Shop Visit: Lekker Home
April 1, 2020
Text by Erika Ayn Finch
When Natalie van Dijk was searching for a larger space for Lekker Home, a Washington Avenue South End staple since 2003, she was concerned she’d have to leave the neighborhood that had become a second home to her and her co-owner husband, Curt Carpenter. But as luck would have it, she stumbled upon a 10,000-square-foot space with a storied past very much in line with the Lekker Home brand. The Wareham Street location was built in 1863 as a woodworking shop before becoming a furniture company in the 1920s. The building’s history was too good for a design showroom to pass up, and Lekker Home moved to its new digs in July of last year.
Lekker Home is still your go-to for modern design, especially midcentury-modern and European makers who are difficult to find elsewhere (Ferm Living, we’re talking about you). But you can also shop for gift items like candles and bath products and conversation pieces such as gold chopsticks, colorful Chilewich placemats, Blu Dot lamps, and an &Tradition sheepskin chair that van Dijk calls “the chair of the year.”

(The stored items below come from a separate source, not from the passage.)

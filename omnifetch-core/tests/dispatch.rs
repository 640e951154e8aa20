mod common;

use std::collections::HashMap;
use std::sync::Arc;

use common::{FailingRetriever, StaticRetriever};
use omnifetch_core::{
    Params, RetrievalManager, RetrievalRequest, RetrieveError, RetrievedDocument,
};

fn static_doc(name: &str) -> Arc<StaticRetriever> {
    Arc::new(StaticRetriever::new(
        name,
        vec![RetrievedDocument::new(format!("{name} doc"), name, 1.0)],
    ))
}

#[tokio::test]
async fn retrieve_all_defaults_to_every_registered_provider() {
    let mut manager = RetrievalManager::new();
    manager.register(static_doc("a"));
    manager.register(static_doc("b"));

    let outcomes = manager.retrieve_all("query", None, None).await;
    assert_eq!(outcomes.len(), 2);
    assert!(outcomes["a"].is_ok());
    assert!(outcomes["b"].is_ok());
}

#[tokio::test]
async fn retrieve_all_isolates_partial_failure() {
    let mut manager = RetrievalManager::new();
    manager.register(static_doc("a"));
    manager.register(Arc::new(FailingRetriever::configuration("b")));
    manager.register(static_doc("c"));

    let outcomes = manager
        .retrieve_all("query", Some(&["a", "b", "c"]), None)
        .await;

    let mut keys: Vec<&str> = outcomes.keys().map(String::as_str).collect();
    keys.sort();
    assert_eq!(keys, vec!["a", "b", "c"]);

    assert!(outcomes["a"].is_ok());
    assert!(outcomes["c"].is_ok());
    assert!(matches!(
        outcomes["b"],
        Err(RetrieveError::Configuration(_))
    ));
}

#[tokio::test]
async fn retrieve_all_keeps_unknown_names_as_captured_errors() {
    let mut manager = RetrievalManager::new();
    manager.register(static_doc("a"));

    let outcomes = manager.retrieve_all("query", Some(&["a", "ghost"]), None).await;
    assert_eq!(outcomes.len(), 2);
    assert!(outcomes["a"].is_ok());
    match &outcomes["ghost"] {
        Err(RetrieveError::NotFound { name, .. }) => assert_eq!(name, "ghost"),
        other => panic!("expected NotFound, got {other:?}"),
    }
}

#[tokio::test]
async fn retrieve_all_applies_per_provider_params() {
    let mut manager = RetrievalManager::new();
    manager.register(Arc::new(StaticRetriever::echo("few", 10)));
    manager.register(Arc::new(StaticRetriever::echo("many", 10)));

    let mut kwargs_map = HashMap::new();
    kwargs_map.insert("few".to_string(), Params::new().with("top_k", 1));

    let outcomes = manager
        .retrieve_all("q", Some(&["few", "many"]), Some(&kwargs_map))
        .await;

    assert_eq!(outcomes["few"].as_ref().unwrap().documents.len(), 1);
    // No override for "many": default top_k applies.
    assert_eq!(outcomes["many"].as_ref().unwrap().documents.len(), 5);
}

#[tokio::test]
async fn retrieve_batch_is_positionally_aligned() {
    let mut manager = RetrievalManager::new();
    manager.register(static_doc("p1"));
    manager.register(Arc::new(FailingRetriever::provider("p2")));
    manager.register(static_doc("p3"));

    let outcomes = manager
        .retrieve_batch(vec![
            RetrievalRequest::new("p1", "q1"),
            RetrievalRequest::new("p2", "q2"),
            RetrievalRequest::new("p3", "q3"),
        ])
        .await;

    assert_eq!(outcomes.len(), 3);
    assert_eq!(outcomes[0].as_ref().unwrap().provider, "p1");
    assert!(matches!(
        outcomes[1],
        Err(RetrieveError::Provider { .. })
    ));
    assert_eq!(outcomes[2].as_ref().unwrap().provider, "p3");
    assert_eq!(outcomes[2].as_ref().unwrap().query, "q3");
}

#[tokio::test]
async fn batch_requests_carry_their_own_params() {
    let mut manager = RetrievalManager::new();
    manager.register(Arc::new(StaticRetriever::echo("echo", 10)));

    let outcomes = manager
        .retrieve_batch(vec![
            RetrievalRequest::new("echo", "one").with_params(Params::new().with("top_k", 2)),
            RetrievalRequest::new("echo", "two"),
        ])
        .await;

    assert_eq!(outcomes[0].as_ref().unwrap().documents.len(), 2);
    assert_eq!(outcomes[1].as_ref().unwrap().documents.len(), 5);
}

#[tokio::test]
async fn dispatch_validation_errors_are_captured_not_raised() {
    let mut manager = RetrievalManager::new();
    manager.register(static_doc("a"));

    let outcomes = manager.retrieve_all("   ", Some(&["a"]), None).await;
    assert!(matches!(outcomes["a"], Err(RetrieveError::Validation(_))));

    let outcomes = manager
        .retrieve_batch(vec![RetrievalRequest::new("a", "")])
        .await;
    assert!(matches!(outcomes[0], Err(RetrieveError::Validation(_))));
}
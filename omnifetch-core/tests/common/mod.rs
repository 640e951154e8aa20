#![allow(dead_code)]

use async_trait::async_trait;
use omnifetch_core::{Fetched, Params, RetrieveError, RetrievedDocument, Retriever};

/// Deterministic backend returning a fixed set of documents.
pub struct StaticRetriever {
    name: String,
    documents: Vec<RetrievedDocument>,
}

impl StaticRetriever {
    pub fn new(name: &str, documents: Vec<RetrievedDocument>) -> Self {
        Self {
            name: name.to_string(),
            documents,
        }
    }

    /// Backend echoing `count` documents derived from the query.
    pub fn echo(name: &str, count: usize) -> EchoRetriever {
        EchoRetriever {
            name: name.to_string(),
            count,
        }
    }
}

#[async_trait]
impl Retriever for StaticRetriever {
    fn name(&self) -> &str {
        &self.name
    }

    async fn fetch(&self, _query: &str, _params: &Params) -> Result<Fetched, RetrieveError> {
        Ok(Fetched::new(self.documents.clone()).with_metadata("static", true))
    }
}

pub struct EchoRetriever {
    name: String,
    count: usize,
}

#[async_trait]
impl Retriever for EchoRetriever {
    fn name(&self) -> &str {
        &self.name
    }

    async fn fetch(&self, query: &str, _params: &Params) -> Result<Fetched, RetrieveError> {
        let documents = (0..self.count)
            .map(|i| RetrievedDocument::new(format!("{query}-{i}"), "echo", 1.0 / (i + 1) as f64))
            .collect::<Vec<_>>();
        let count = documents.len();
        Ok(Fetched::new(documents).with_metadata("count", count as u64))
    }
}

/// Backend that always fails with the configured error kind.
pub struct FailingRetriever {
    name: String,
    kind: FailureKind,
}

pub enum FailureKind {
    Configuration,
    Provider,
}

impl FailingRetriever {
    pub fn configuration(name: &str) -> Self {
        Self {
            name: name.to_string(),
            kind: FailureKind::Configuration,
        }
    }

    pub fn provider(name: &str) -> Self {
        Self {
            name: name.to_string(),
            kind: FailureKind::Provider,
        }
    }
}

#[async_trait]
impl Retriever for FailingRetriever {
    fn name(&self) -> &str {
        &self.name
    }

    async fn fetch(&self, _query: &str, _params: &Params) -> Result<Fetched, RetrieveError> {
        match self.kind {
            FailureKind::Configuration => Err(RetrieveError::configuration(format!(
                "{} has no API key",
                self.name
            ))),
            FailureKind::Provider => Err(RetrieveError::provider(
                self.name.clone(),
                "upstream returned HTTP 503",
            )),
        }
    }
}
use std::collections::HashMap;

use serde::{Deserialize, Serialize};

use crate::{RetrieveError, Value};

/// Default number of documents returned when `top_k` is not supplied.
pub const DEFAULT_TOP_K: usize = 5;
/// Hard upper bound applied to any caller-supplied `top_k`.
pub const MAX_TOP_K: usize = 50;

/// Open named-parameter bag forwarded to backends.
///
/// Recognized keys are backend-specific (`top_k`, `units`, `mode`,
/// `location`, ...). The contract layer validates only the generic keys it
/// owns; everything else passes through untouched.
#[derive(Clone, Debug, Default, Serialize, Deserialize, PartialEq)]
#[serde(transparent)]
pub struct Params(HashMap<String, Value>);

impl Params {
    pub fn new() -> Self {
        Self::default()
    }

    /// Chainable insert, for building a bag in one expression.
    pub fn with(mut self, key: impl Into<String>, value: impl Into<Value>) -> Self {
        self.0.insert(key.into(), value.into());
        self
    }

    pub fn insert(&mut self, key: impl Into<String>, value: impl Into<Value>) {
        self.0.insert(key.into(), value.into());
    }

    pub fn get(&self, key: &str) -> Option<&Value> {
        self.0.get(key)
    }

    pub fn get_str(&self, key: &str) -> Option<&str> {
        self.0.get(key).and_then(Value::as_str)
    }

    pub fn get_u64(&self, key: &str) -> Option<u64> {
        self.0.get(key).and_then(Value::as_u64)
    }

    pub fn contains_key(&self, key: &str) -> bool {
        self.0.contains_key(key)
    }

    pub fn is_empty(&self) -> bool {
        self.0.is_empty()
    }

    pub fn iter(&self) -> impl Iterator<Item = (&String, &Value)> {
        self.0.iter()
    }

    /// Resolve the `top_k` bound: absent means [`DEFAULT_TOP_K`], present
    /// means a positive integer capped at [`MAX_TOP_K`]. Anything else is a
    /// validation failure.
    pub fn top_k(&self) -> Result<usize, RetrieveError> {
        match self.0.get("top_k") {
            None => Ok(DEFAULT_TOP_K),
            Some(value) => match value.as_u64() {
                Some(n) if n > 0 => Ok((n as usize).min(MAX_TOP_K)),
                _ => Err(RetrieveError::validation(
                    "top_k must be a positive integer",
                )),
            },
        }
    }
}

impl FromIterator<(String, Value)> for Params {
    fn from_iter<I: IntoIterator<Item = (String, Value)>>(iter: I) -> Self {
        Params(iter.into_iter().collect())
    }
}
//! Umbrella crate: uniform retrieval dispatch over heterogeneous providers.
//!
//! Re-exports the core contract and, with the default `providers` feature,
//! the six bundled backends.

pub use omnifetch_core::*;

#[cfg(feature = "providers")]
pub use omnifetch_providers as providers;

#[cfg(feature = "providers")]
pub use omnifetch_providers::{default_manager, Settings};
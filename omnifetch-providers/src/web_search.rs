use async_trait::async_trait;
use serde_json::{json, Map};

use omnifetch_core::{Fetched, Params, RetrieveError, RetrievedDocument, Retriever, Value};

use crate::http::{build_client, send_json};
use crate::{Settings, WebSearchMethod};

pub const WEB_SEARCH: &str = "web_search";

/// Real-time web search over a configurable HTTP API (Serper-style POST by
/// default, Bing-style GET supported).
pub struct WebSearchRetriever {
    client: reqwest::Client,
    api_url: String,
    api_key: Option<String>,
    method: WebSearchMethod,
    auth_header: String,
    auth_prefix: String,
}

impl WebSearchRetriever {
    pub fn new(settings: &Settings) -> Result<Self, RetrieveError> {
        Ok(Self {
            client: build_client(settings)?,
            api_url: settings.web_search_api_url.clone(),
            api_key: settings.web_search_api_key.clone(),
            method: settings.web_search_method,
            auth_header: settings.web_search_auth_header.clone(),
            auth_prefix: settings.web_search_auth_prefix.clone(),
        })
    }

    fn auth_value(&self, api_key: &str) -> String {
        if self.auth_prefix.is_empty() {
            api_key.to_string()
        } else {
            format!("{}{}", self.auth_prefix, api_key)
        }
    }
}

#[async_trait]
impl Retriever for WebSearchRetriever {
    fn name(&self) -> &str {
        WEB_SEARCH
    }

    async fn fetch(&self, query: &str, params: &Params) -> Result<Fetched, RetrieveError> {
        let api_key = self.api_key.as_deref().ok_or_else(|| {
            RetrieveError::configuration(
                "web search API key is not configured; set WEB_SEARCH_API_KEY",
            )
        })?;
        let top_k = params.top_k()?;

        // Backend-specific extras ride along under a nested "params" object.
        let extra = match params.get("params") {
            Some(Value::Object(map)) => map.clone(),
            _ => Map::new(),
        };

        let request = match self.method {
            WebSearchMethod::Post => {
                let mut body = Map::new();
                body.insert("q".to_string(), json!(query));
                body.insert("num".to_string(), json!(top_k));
                body.extend(extra);
                self.client
                    .post(&self.api_url)
                    .header(self.auth_header.as_str(), self.auth_value(api_key))
                    .json(&Value::Object(body))
            }
            WebSearchMethod::Get => {
                let mut pairs: Vec<(String, String)> = vec![
                    ("q".to_string(), query.to_string()),
                    ("count".to_string(), top_k.to_string()),
                ];
                for (key, value) in extra {
                    pairs.push((key, stringify(&value)));
                }
                self.client
                    .get(&self.api_url)
                    .header(self.auth_header.as_str(), self.auth_value(api_key))
                    .query(&pairs)
            }
        };

        let payload = send_json(WEB_SEARCH, request).await?;
        let documents = parse_search_results(&payload, top_k);
        let count = documents.len();
        Ok(Fetched::new(documents).with_metadata("raw_item_count", count as u64))
    }
}

/// Map a search payload into ranked documents, at most `limit` of them.
///
/// Score comes from the item itself when present, otherwise decays as
/// `1/position`.
pub fn parse_search_results(payload: &Value, limit: usize) -> Vec<RetrievedDocument> {
    extract_items(payload)
        .into_iter()
        .take(limit)
        .enumerate()
        .map(|(idx, item)| {
            let position = idx + 1;
            let url = item
                .get("url")
                .or_else(|| item.get("link"))
                .and_then(Value::as_str);
            let title = item
                .get("title")
                .and_then(Value::as_str)
                .or(url)
                .unwrap_or("untitled");
            let snippet = item
                .get("snippet")
                .or_else(|| item.get("description"))
                .and_then(Value::as_str)
                .unwrap_or("");
            let content = format!("{title}\n{snippet}").trim().to_string();
            let score = item
                .get("score")
                .and_then(Value::as_f64)
                .unwrap_or(1.0 / position as f64);

            let mut document = RetrievedDocument::new(content, "web", score)
                .with_metadata("position", position as u64)
                .with_metadata("raw", item.clone());
            if let Some(url) = url {
                document = document.with_metadata("url", url);
            }
            document
        })
        .collect()
}

/// Locate the result list across the payload shapes different search APIs
/// return: either a bare array or the first list-valued key among the known
/// candidates.
fn extract_items(payload: &Value) -> Vec<&Map<String, Value>> {
    let list = match payload {
        Value::Array(items) => Some(items),
        Value::Object(map) => ["items", "data", "results", "value", "organic"]
            .iter()
            .find_map(|key| map.get(*key).and_then(Value::as_array)),
        _ => None,
    };

    list.map(|items| items.iter().filter_map(Value::as_object).collect())
        .unwrap_or_default()
}

fn stringify(value: &Value) -> String {
    match value {
        Value::String(s) => s.clone(),
        other => other.to_string(),
    }
}
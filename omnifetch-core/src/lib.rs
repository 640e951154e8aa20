//! Core retrieval abstraction for omnifetch.
//!
//! This crate defines the uniform result contract ([`RetrievalResult`]), the
//! [`Retriever`] trait every backend implements, and the [`RetrievalManager`]
//! that dispatches single, fan-out and batch calls over registered backends.
//! Concrete providers live in `omnifetch-providers`.

mod document;
mod error;
mod manager;
mod params;
mod retriever;
mod value;

pub use document::{RetrievalResult, RetrievedDocument};
pub use error::RetrieveError;
pub use manager::{Outcome, RetrievalManager, RetrievalRequest, FALLBACK_FINANCE_PROVIDER};
pub use params::{Params, DEFAULT_TOP_K, MAX_TOP_K};
pub use retriever::{normalize_query, Fetched, Retriever};
pub use value::Value;
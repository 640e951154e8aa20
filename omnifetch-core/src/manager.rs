use std::collections::HashMap;
use std::sync::Arc;

use futures::future::join_all;
use serde::{Deserialize, Serialize};

use crate::{Params, RetrievalResult, RetrieveError, Retriever};

/// Provider used by [`RetrievalManager::retrieve_finance`] when neither an
/// explicit argument nor a configured default names one.
pub const FALLBACK_FINANCE_PROVIDER: &str = "finance_yahoo";

/// One retrieval call inside a [`RetrievalManager::retrieve_batch`] request.
#[derive(Clone, Debug, Serialize, Deserialize)]
pub struct RetrievalRequest {
    pub retriever: String,
    pub query: String,
    #[serde(default)]
    pub params: Params,
}

impl RetrievalRequest {
    pub fn new(retriever: impl Into<String>, query: impl Into<String>) -> Self {
        Self {
            retriever: retriever.into(),
            query: query.into(),
            params: Params::new(),
        }
    }

    pub fn with_params(mut self, params: Params) -> Self {
        self.params = params;
        self
    }
}

/// Per-slot outcome of fan-out and batch dispatch: either a full result or
/// the captured error for that provider, never a panic escaping the layer.
pub type Outcome = Result<RetrievalResult, RetrieveError>;

/// Owns the name-to-backend registry and exposes the only entry points a
/// caller may use: single-call, finance convenience, fan-out and batch
/// dispatch. The registry is read-only during dispatch; mutation happens
/// solely through [`register`](Self::register) and
/// [`unregister`](Self::unregister).
#[derive(Default)]
pub struct RetrievalManager {
    retrievers: HashMap<String, Arc<dyn Retriever>>,
    default_finance_provider: Option<String>,
}

impl RetrievalManager {
    /// Manager with an empty registry and no configured finance default.
    pub fn new() -> Self {
        Self::default()
    }

    /// Manager whose finance convenience calls resolve to `provider` when
    /// the caller does not name one explicitly.
    pub fn with_default_finance_provider(provider: impl Into<String>) -> Self {
        Self {
            retrievers: HashMap::new(),
            default_finance_provider: Some(provider.into()),
        }
    }

    /// Insert or replace the entry for `retriever.name()`; last write wins,
    /// taking effect on the next call.
    pub fn register(&mut self, retriever: Arc<dyn Retriever>) {
        let name = retriever.name().to_string();
        if self.retrievers.insert(name.clone(), retriever).is_some() {
            tracing::debug!(name = %name, "replaced registered retriever");
        }
    }

    /// Remove an entry if present. Missing names are a silent no-op; the
    /// return value reports whether anything was removed.
    pub fn unregister(&mut self, name: &str) -> bool {
        self.retrievers.remove(name).is_some()
    }

    /// Currently registered canonical names, sorted for stable output.
    pub fn list_retrievers(&self) -> Vec<String> {
        let mut names: Vec<String> = self.retrievers.keys().cloned().collect();
        names.sort();
        names
    }

    pub fn has_retriever(&self, name: &str) -> bool {
        self.retrievers.contains_key(name)
    }

    pub fn get_retriever(&self, name: &str) -> Option<Arc<dyn Retriever>> {
        self.retrievers.get(name).cloned()
    }

    fn lookup(&self, name: &str) -> Result<Arc<dyn Retriever>, RetrieveError> {
        self.retrievers.get(name).cloned().ok_or_else(|| {
            let available = self.list_retrievers();
            let available = if available.is_empty() {
                "none".to_string()
            } else {
                available.join(", ")
            };
            RetrieveError::NotFound {
                name: name.to_string(),
                available,
            }
        })
    }

    /// Dispatch one query to the named backend. Fails with `NotFound` before
    /// any backend is touched; otherwise the backend's result is returned
    /// unmodified.
    pub async fn retrieve(
        &self,
        name: &str,
        query: &str,
        params: Params,
    ) -> Result<RetrievalResult, RetrieveError> {
        let retriever = self.lookup(name)?;
        retriever.retrieve(query, params).await
    }

    /// Financial lookup over the two interchangeable quote backends.
    ///
    /// Resolution order: explicit `provider` argument, else the default
    /// configured at construction, else [`FALLBACK_FINANCE_PROVIDER`]. This
    /// is the one place provider selection lives outside the generic path.
    pub async fn retrieve_finance(
        &self,
        symbol: &str,
        provider: Option<&str>,
        params: Params,
    ) -> Result<RetrievalResult, RetrieveError> {
        let name = provider
            .or(self.default_finance_provider.as_deref())
            .unwrap_or(FALLBACK_FINANCE_PROVIDER);
        self.retrieve(name, symbol, params).await
    }

    /// Fan one query out to several providers (all registered ones when
    /// `retrievers` is `None`), optionally customizing parameters per
    /// provider via `kwargs_map`.
    ///
    /// The returned map holds exactly one entry per requested name; a
    /// failing provider appears as a captured-error outcome and never
    /// aborts its siblings.
    pub async fn retrieve_all(
        &self,
        query: &str,
        retrievers: Option<&[&str]>,
        kwargs_map: Option<&HashMap<String, Params>>,
    ) -> HashMap<String, Outcome> {
        let names: Vec<String> = match retrievers {
            Some(names) => names.iter().map(|name| name.to_string()).collect(),
            None => self.list_retrievers(),
        };

        let calls = names.into_iter().map(|name| {
            let params = kwargs_map
                .and_then(|map| map.get(&name).cloned())
                .unwrap_or_default();
            async move {
                let outcome = self.retrieve(&name, query, params).await;
                (name, outcome)
            }
        });

        join_all(calls).await.into_iter().collect()
    }

    /// Execute independent `(provider, query, params)` requests and return
    /// outcomes positionally aligned with the input, regardless of which
    /// requests fail or how long each takes.
    pub async fn retrieve_batch(&self, requests: Vec<RetrievalRequest>) -> Vec<Outcome> {
        let calls = requests.into_iter().map(|request| async move {
            self.retrieve(&request.retriever, &request.query, request.params)
                .await
        });
        join_all(calls).await
    }
}
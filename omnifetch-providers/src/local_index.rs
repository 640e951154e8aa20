use std::path::PathBuf;

use async_trait::async_trait;
use tokio::sync::OnceCell;

use omnifetch_core::{Fetched, Params, RetrieveError, RetrievedDocument, Retriever};

use crate::index::PersistedIndex;
use crate::{HashEmbedder, Settings};

pub const LOCAL_INDEX: &str = "local_index";

/// Semantic retriever over the persisted on-disk index.
///
/// The index is produced offline by [`crate::IndexBuilder`]; this backend
/// only loads it. Loading happens lazily and exactly once, guarded by a
/// `OnceCell` so concurrent first calls do not race to initialize twice.
pub struct LocalIndexRetriever {
    persist_dir: PathBuf,
    index: OnceCell<PersistedIndex>,
}

impl LocalIndexRetriever {
    pub fn new(settings: &Settings) -> Self {
        Self {
            persist_dir: settings.index_dir.clone(),
            index: OnceCell::new(),
        }
    }

    pub fn with_persist_dir(persist_dir: impl Into<PathBuf>) -> Self {
        Self {
            persist_dir: persist_dir.into(),
            index: OnceCell::new(),
        }
    }

    pub fn persist_dir(&self) -> &PathBuf {
        &self.persist_dir
    }

    async fn index(&self) -> Result<&PersistedIndex, RetrieveError> {
        self.index
            .get_or_try_init(|| async {
                if !self.persist_dir.is_dir() {
                    return Err(RetrieveError::provider(
                        LOCAL_INDEX,
                        format!(
                            "index not found at '{}'; build and persist it first",
                            self.persist_dir.display()
                        ),
                    ));
                }
                PersistedIndex::load(&self.persist_dir)
                    .await
                    .map_err(|err| RetrieveError::provider(LOCAL_INDEX, err))
            })
            .await
    }
}

#[async_trait]
impl Retriever for LocalIndexRetriever {
    fn name(&self) -> &str {
        LOCAL_INDEX
    }

    async fn fetch(&self, query: &str, params: &Params) -> Result<Fetched, RetrieveError> {
        let index = self.index().await?;
        let top_k = params.top_k()?;

        let query_embedding = HashEmbedder::new(index.dimension).embed(query);

        let mut scored: Vec<(f32, &crate::index::IndexEntry)> = index
            .entries
            .iter()
            .map(|entry| {
                let mut score = cosine_similarity(&query_embedding, &entry.embedding);
                if score.is_nan() {
                    score = f32::NEG_INFINITY;
                }
                (score, entry)
            })
            .collect();
        scored.sort_by(|a, b| b.0.partial_cmp(&a.0).unwrap_or(std::cmp::Ordering::Equal));
        scored.truncate(top_k);

        let documents = scored
            .into_iter()
            .map(|(score, entry)| RetrievedDocument {
                content: entry.content.clone(),
                source: entry.source.clone(),
                score: f64::from(score),
                metadata: entry.metadata.clone(),
            })
            .collect();

        Ok(Fetched::new(documents)
            .with_metadata("persist_dir", self.persist_dir.display().to_string()))
    }
}

fn cosine_similarity(a: &[f32], b: &[f32]) -> f32 {
    let mut dot = 0.0;
    let mut norm_a = 0.0;
    let mut norm_b = 0.0;
    for (x, y) in a.iter().zip(b.iter()) {
        dot += x * y;
        norm_a += x * x;
        norm_b += y * y;
    }
    if norm_a == 0.0 || norm_b == 0.0 {
        return 0.0;
    }
    dot / (norm_a.sqrt() * norm_b.sqrt())
}
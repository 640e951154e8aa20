use async_trait::async_trait;

use omnifetch_core::{Fetched, Params, RetrieveError, RetrievedDocument, Retriever, Value};

use crate::http::{build_client, send_json};
use crate::Settings;

pub const TRANSPORT: &str = "transport";

const DEFAULT_MODE: &str = "driving";

/// Route planning between an origin and a destination via a Directions-style
/// API.
///
/// `destination` is a required parameter; `origin` falls back to the query
/// itself; `mode` defaults to `driving`.
pub struct TransportRetriever {
    client: reqwest::Client,
    api_url: String,
    api_key: Option<String>,
}

impl TransportRetriever {
    pub fn new(settings: &Settings) -> Result<Self, RetrieveError> {
        Ok(Self {
            client: build_client(settings)?,
            api_url: settings.transport_api_url.clone(),
            api_key: settings.transport_api_key.clone(),
        })
    }
}

#[async_trait]
impl Retriever for TransportRetriever {
    fn name(&self) -> &str {
        TRANSPORT
    }

    async fn fetch(&self, query: &str, params: &Params) -> Result<Fetched, RetrieveError> {
        let api_key = self.api_key.as_deref().ok_or_else(|| {
            RetrieveError::configuration(
                "transport API key is not configured; set TRANSPORT_API_KEY",
            )
        })?;

        let destination = params
            .get_str("destination")
            .map(str::trim)
            .filter(|dest| !dest.is_empty())
            .ok_or_else(|| {
                RetrieveError::validation("destination must be provided for transport queries")
            })?
            .to_string();
        let origin = params
            .get_str("origin")
            .map(str::trim)
            .filter(|origin| !origin.is_empty())
            .unwrap_or(query)
            .to_string();
        let mode = params.get_str("mode").unwrap_or(DEFAULT_MODE).to_string();
        let top_k = params.top_k()?;

        let pairs: Vec<(&str, &str)> = vec![
            ("origin", origin.as_str()),
            ("destination", destination.as_str()),
            ("mode", mode.as_str()),
            ("key", api_key),
        ];
        let payload = send_json(TRANSPORT, self.client.get(&self.api_url).query(&pairs)).await?;
        let documents = parse_routes(&payload, top_k);

        Ok(Fetched::new(documents)
            .with_metadata("origin", origin)
            .with_metadata("destination", destination)
            .with_metadata("mode", mode))
    }
}

/// Map a directions payload into one document per candidate route, scored
/// `1/rank` in the order the API proposed them.
pub fn parse_routes(payload: &Value, limit: usize) -> Vec<RetrievedDocument> {
    let routes: Vec<&Value> = match payload.get("routes").and_then(Value::as_array) {
        Some(routes) => routes.iter().collect(),
        None if payload.is_object() => vec![payload],
        None => Vec::new(),
    };

    routes
        .into_iter()
        .take(limit)
        .enumerate()
        .map(|(idx, route)| {
            let rank = idx + 1;
            let summary = route
                .get("summary")
                .or_else(|| route.get("name"))
                .and_then(Value::as_str)
                .map(str::to_string)
                .unwrap_or_else(|| format!("Route {rank}"));

            let first_leg = route
                .get("legs")
                .and_then(Value::as_array)
                .and_then(|legs| legs.first());

            let mut lines = vec![summary];
            if let Some(duration) = first_leg
                .and_then(|leg| leg.get("duration"))
                .and_then(scalar_text)
            {
                lines.push(format!("Duration: {duration}"));
            }
            if let Some(distance) = first_leg
                .and_then(|leg| leg.get("distance"))
                .and_then(scalar_text)
            {
                lines.push(format!("Distance: {distance}"));
            }

            RetrievedDocument::new(lines.join("\n"), TRANSPORT, 1.0 / rank as f64)
                .with_metadata("raw", route.clone())
                .with_metadata("index", rank as u64)
        })
        .collect()
}

/// Normalize duration/distance fields across their `{text}`, `{value}` and
/// bare-scalar representations.
fn scalar_text(value: &Value) -> Option<String> {
    match value {
        Value::Object(map) => {
            if let Some(text) = map.get("text").and_then(Value::as_str) {
                return Some(text.to_string());
            }
            map.get("value").and_then(scalar_text)
        }
        Value::String(text) => Some(text.clone()),
        Value::Number(number) => Some(number.to_string()),
        _ => None,
    }
}
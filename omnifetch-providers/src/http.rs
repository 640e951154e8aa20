use omnifetch_core::{RetrieveError, Value};

use crate::Settings;

/// HTTP client honoring the configured timeout and user agent.
pub(crate) fn build_client(settings: &Settings) -> Result<reqwest::Client, RetrieveError> {
    reqwest::Client::builder()
        .timeout(settings.request_timeout)
        .user_agent(settings.user_agent.clone())
        .build()
        .map_err(|err| {
            RetrieveError::configuration(format!("failed to build HTTP client: {err}"))
        })
}

/// Send a request and decode the JSON body, mapping transport failures and
/// non-2xx statuses into the provider error kind.
pub(crate) async fn send_json(
    provider: &str,
    request: reqwest::RequestBuilder,
) -> Result<Value, RetrieveError> {
    let response = request
        .send()
        .await
        .map_err(|err| RetrieveError::provider(provider, err))?;
    let status = response.status();
    let body = response
        .text()
        .await
        .map_err(|err| RetrieveError::provider(provider, err))?;

    if !status.is_success() {
        return Err(RetrieveError::provider(
            provider,
            format!("HTTP {}: {}", status.as_u16(), snippet(&body)),
        ));
    }
    tracing::debug!(provider, status = status.as_u16(), bytes = body.len(), "response received");

    serde_json::from_str(&body).map_err(|err| {
        RetrieveError::provider(provider, format!("failed to decode response body: {err}"))
    })
}

fn snippet(body: &str) -> &str {
    let trimmed = body.trim();
    match trimmed.char_indices().nth(200) {
        Some((idx, _)) => &trimmed[..idx],
        None => trimmed,
    }
}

It’s all set off in a space with brick walls, wood-beam ceilings, and more windows than van Dijk has had time to count. There’s also an open kitchen that the Lekker staff and trade clients frequently use. Despite its penchant for Nordic design, the shop never feels severe. On the contrary, the soft colors and textures, adorned dining tables, and cozy bedroom vignettes give it a comfortable accessibility one might not expect from northern European design. Condo and townhouse dwellers will appreciate the furniture’s scale, while suburbanites make the drive for brands they aren’t likely to find elsewhere (most of Lekker’s furniture brands have been around for a hundred years or more). “We aren’t trying to sell our clients on a particular item, but rather educate them about a maker and a design,” says van Dijk. “You won’t find any knockoffs here.”